According to surveys, only 24 percent of millennials demonstrate basic financial knowledge. There are many reasons for that lack of knowledge: Some of that information comes with life experience, and some of it is facts that would have traditionally been taught in a home economics or another such class.
Regardless, it’s never too late to learn. Here are five important things millennials need to take to heart about finances to better secure a happy, safe financial future for themselves and their families.
1) You Have the Power to Negotiate Your Salary
Research implies that fewer than 40 percent of millennials negotiate for a higher salary at their first job. But 80 percent of people who negotiate for more money see at least a slight increase in their salary, so that’s a huge opportunity lost.
Don’t forget that you always have the power to negotiate your salary, especially if you’ve already been hired. Remember that the worst they can tell you is that your salary is set.
2) Have Some Money Stowed Away
Many millennials don’t have enough money saved up for an emergency. But you never know when you’ll have to deal with a major financial hit, such as a vet visit for a sick pet, a car breakdown … or a lost job.
Financial experts recommend having at least three (preferably six) months of expenses tucked away in a savings account. Otherwise, an unpleasant surprise may put you in major debt.

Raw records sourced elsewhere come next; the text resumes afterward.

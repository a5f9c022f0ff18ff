//! HTTP-level integration tests for profile, role management and dashboards.

mod common;

use atelier_core::roles::Role;
use axum::http::StatusCode;
use common::{body_json, get, post_json, put_json};
use serde_json::json;
use sqlx::PgPool;

#[sqlx::test(migrations = "../../db/migrations")]
async fn me_returns_profile_without_external_id(pool: PgPool) {
    common::create_user(&pool, "client-1", Role::Client).await;
    let app = common::build_test_app(pool);

    let response = get(app, "/api/v1/me", &common::token_for("client-1")).await;
    assert_eq!(response.status(), StatusCode::OK);

    let json = body_json(response).await;
    assert_eq!(json["email"], "client-1@test.com");
    assert_eq!(json["role"], "client");
    assert!(json.get("external_id").is_none(), "provider subject must not leak");
}

#[sqlx::test(migrations = "../../db/migrations")]
async fn first_authenticated_call_creates_the_user(pool: PgPool) {
    // No row exists for this subject yet.
    let app = common::build_test_app(pool);

    let response = get(app, "/api/v1/me", &common::token_for("fresh-subject")).await;
    assert_eq!(response.status(), StatusCode::OK);

    let json = body_json(response).await;
    // New accounts start as clients.
    assert_eq!(json["role"], "client");
}

#[sqlx::test(migrations = "../../db/migrations")]
async fn profile_updates_apply_only_provided_fields(pool: PgPool) {
    common::create_user(&pool, "client-1", Role::Client).await;
    let app = common::build_test_app(pool);

    let response = put_json(
        app,
        "/api/v1/me",
        &common::token_for("client-1"),
        json!({ "display_name": "Ada Lovelace" }),
    )
    .await;
    assert_eq!(response.status(), StatusCode::OK);

    let json = body_json(response).await;
    assert_eq!(json["display_name"], "Ada Lovelace");
    assert_eq!(json["email"], "client-1@test.com");
}

#[sqlx::test(migrations = "../../db/migrations")]
async fn role_changes_are_admin_only(pool: PgPool) {
    let client_id = common::create_user(&pool, "client-1", Role::Client).await;
    common::create_user(&pool, "admin-1", Role::Admin).await;
    let app = common::build_test_app(pool);

    let response = put_json(
        app.clone(),
        &format!("/api/v1/users/{client_id}/role"),
        &common::token_for("client-1"),
        json!({ "role": "developer" }),
    )
    .await;
    assert_eq!(response.status(), StatusCode::FORBIDDEN);

    let response = put_json(
        app.clone(),
        &format!("/api/v1/users/{client_id}/role"),
        &common::token_for("admin-1"),
        json!({ "role": "developer" }),
    )
    .await;
    assert_eq!(response.status(), StatusCode::OK);
    let json = body_json(response).await;
    assert_eq!(json["role"], "developer");

    // The promotion is effective on the next request.
    let response = get(app, "/api/v1/projects/available", &common::token_for("client-1")).await;
    assert_eq!(response.status(), StatusCode::OK);
}

#[sqlx::test(migrations = "../../db/migrations")]
async fn admins_cannot_demote_themselves(pool: PgPool) {
    let admin_id = common::create_user(&pool, "admin-1", Role::Admin).await;
    let app = common::build_test_app(pool);

    let response = put_json(
        app,
        &format!("/api/v1/users/{admin_id}/role"),
        &common::token_for("admin-1"),
        json!({ "role": "client" }),
    )
    .await;
    assert_eq!(response.status(), StatusCode::BAD_REQUEST);
}

#[sqlx::test(migrations = "../../db/migrations")]
async fn dashboard_is_strictly_self_service(pool: PgPool) {
    let client_id = common::create_user(&pool, "client-1", Role::Client).await;
    common::create_user(&pool, "admin-1", Role::Admin).await;
    let app = common::build_test_app(pool);

    // Even an admin is refused another user's dashboard.
    let response = get(
        app.clone(),
        &format!("/api/v1/users/{client_id}/dashboard"),
        &common::token_for("admin-1"),
    )
    .await;
    assert_eq!(response.status(), StatusCode::FORBIDDEN);

    let response = get(
        app,
        &format!("/api/v1/users/{client_id}/dashboard"),
        &common::token_for("client-1"),
    )
    .await;
    assert_eq!(response.status(), StatusCode::OK);
}

#[sqlx::test(migrations = "../../db/migrations")]
async fn client_dashboard_aggregates_requests_and_projects(pool: PgPool) {
    let client_id = common::create_user(&pool, "client-1", Role::Client).await;
    common::create_user(&pool, "admin-1", Role::Admin).await;
    let app = common::build_test_app(pool);
    let client = common::token_for("client-1");
    let admin = common::token_for("admin-1");

    // One request in intake.
    post_json(
        app.clone(),
        "/api/v1/requests",
        &client,
        json!({
            "title": "Bakery site",
            "description": "desc",
            "project_type": "website"
        }),
    )
    .await;

    // One project owned directly.
    post_json(
        app.clone(),
        "/api/v1/projects",
        &admin,
        json!({
            "client_id": client_id,
            "title": "Portfolio",
            "description": "desc",
            "project_type": "website",
            "internal_notes": "vip"
        }),
    )
    .await;

    let response = get(
        app,
        &format!("/api/v1/users/{client_id}/dashboard"),
        &client,
    )
    .await;
    assert_eq!(response.status(), StatusCode::OK);
    let json = body_json(response).await;

    assert_eq!(json["user_id"], client_id);
    assert_eq!(json["requests"].as_array().unwrap().len(), 1);
    assert_eq!(json["projects"].as_array().unwrap().len(), 1);
    assert_eq!(json["projects"][0]["relationship"], "client");
    assert!(json["projects"][0]["internal_notes"].is_null());
    assert_eq!(json["summary"]["total_projects"], 1);
    assert_eq!(json["summary"]["total_requests"], 1);
    assert_eq!(json["summary"]["pending_requests"], 1);
    // Clients never get the developer sections.
    assert_eq!(json["available_projects"].as_array().unwrap().len(), 0);
    assert_eq!(json["assigned_projects"].as_array().unwrap().len(), 0);
}

#[sqlx::test(migrations = "../../db/migrations")]
async fn developer_dashboard_includes_pool_and_assignments(pool: PgPool) {
    let client_id = common::create_user(&pool, "client-1", Role::Client).await;
    let dev_id = common::create_user(&pool, "dev-1", Role::Developer).await;
    common::create_user(&pool, "admin-1", Role::Admin).await;
    let app = common::build_test_app(pool);
    let dev = common::token_for("dev-1");
    let admin = common::token_for("admin-1");

    for title in ["First", "Second"] {
        post_json(
            app.clone(),
            "/api/v1/projects",
            &admin,
            json!({
                "client_id": client_id,
                "title": title,
                "description": "desc",
                "project_type": "website"
            }),
        )
        .await;
    }

    // Claim one of the two.
    let response = get(app.clone(), "/api/v1/projects/available", &dev).await;
    let available = body_json(response).await;
    let first_id = available[0]["id"].as_i64().unwrap();
    post_json(
        app.clone(),
        &format!("/api/v1/projects/{first_id}/assign"),
        &dev,
        json!({}),
    )
    .await;

    let response = get(app, &format!("/api/v1/users/{dev_id}/dashboard"), &dev).await;
    assert_eq!(response.status(), StatusCode::OK);
    let json = body_json(response).await;

    assert_eq!(json["available_projects"].as_array().unwrap().len(), 1);
    assert_eq!(json["assigned_projects"].as_array().unwrap().len(), 1);
    assert_eq!(json["assigned_projects"][0]["id"], first_id);
    // The developer owns no projects as a client.
    assert_eq!(json["projects"].as_array().unwrap().len(), 0);
}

3) Know Your Credit Score … and How to Improve It
Everyone is entitled to three credit scores each year, but many millennials don’t take advantage of this. And since your credit score determines everything from who will lease to you to the rates you get on loans, that number is massively important.
Maybe more important than knowing your credit score is knowing how to make it better. Obviously, if you pay your bills on time and don’t have any outstanding balances with collection agencies, you’ll see that reflected in your credit score.
But there are other important factors at play. For instance, no credit history — meaning insufficient accounts in your name — is often worse than bad credit, because you’re an unknown quantity in the eyes of lenders. If you have a lot of debt through credit cards and other lending agencies, then your credit score will take a hit, even if you’re prompt about making payments. And if you have many credit cards or loans, that’s more positive for your credit score than having the same amount on one, because it shows you can juggle multiple accounts. (Just don’t take out all those cards at once.)
4) Start Thinking About Your Retirement
For most millennials, that may feel like jumping the gun. But it’s never too early to start saving up for your retirement. If you maximize your contributions to your 401(k) or other retirement fund, you’ll save a lot of money over time. Most experts recommend saving anywhere between 10 to 15 percent of your income each year into a retirement fund.
Many retirement funds have fees that go with them, especially if you’re moving around money frequently. Always try to arrange things so that you’re minimizing any such fees. And make sure to diversify your holdings, so if one part of your portfolio takes a hit you’re still on solid ground overall.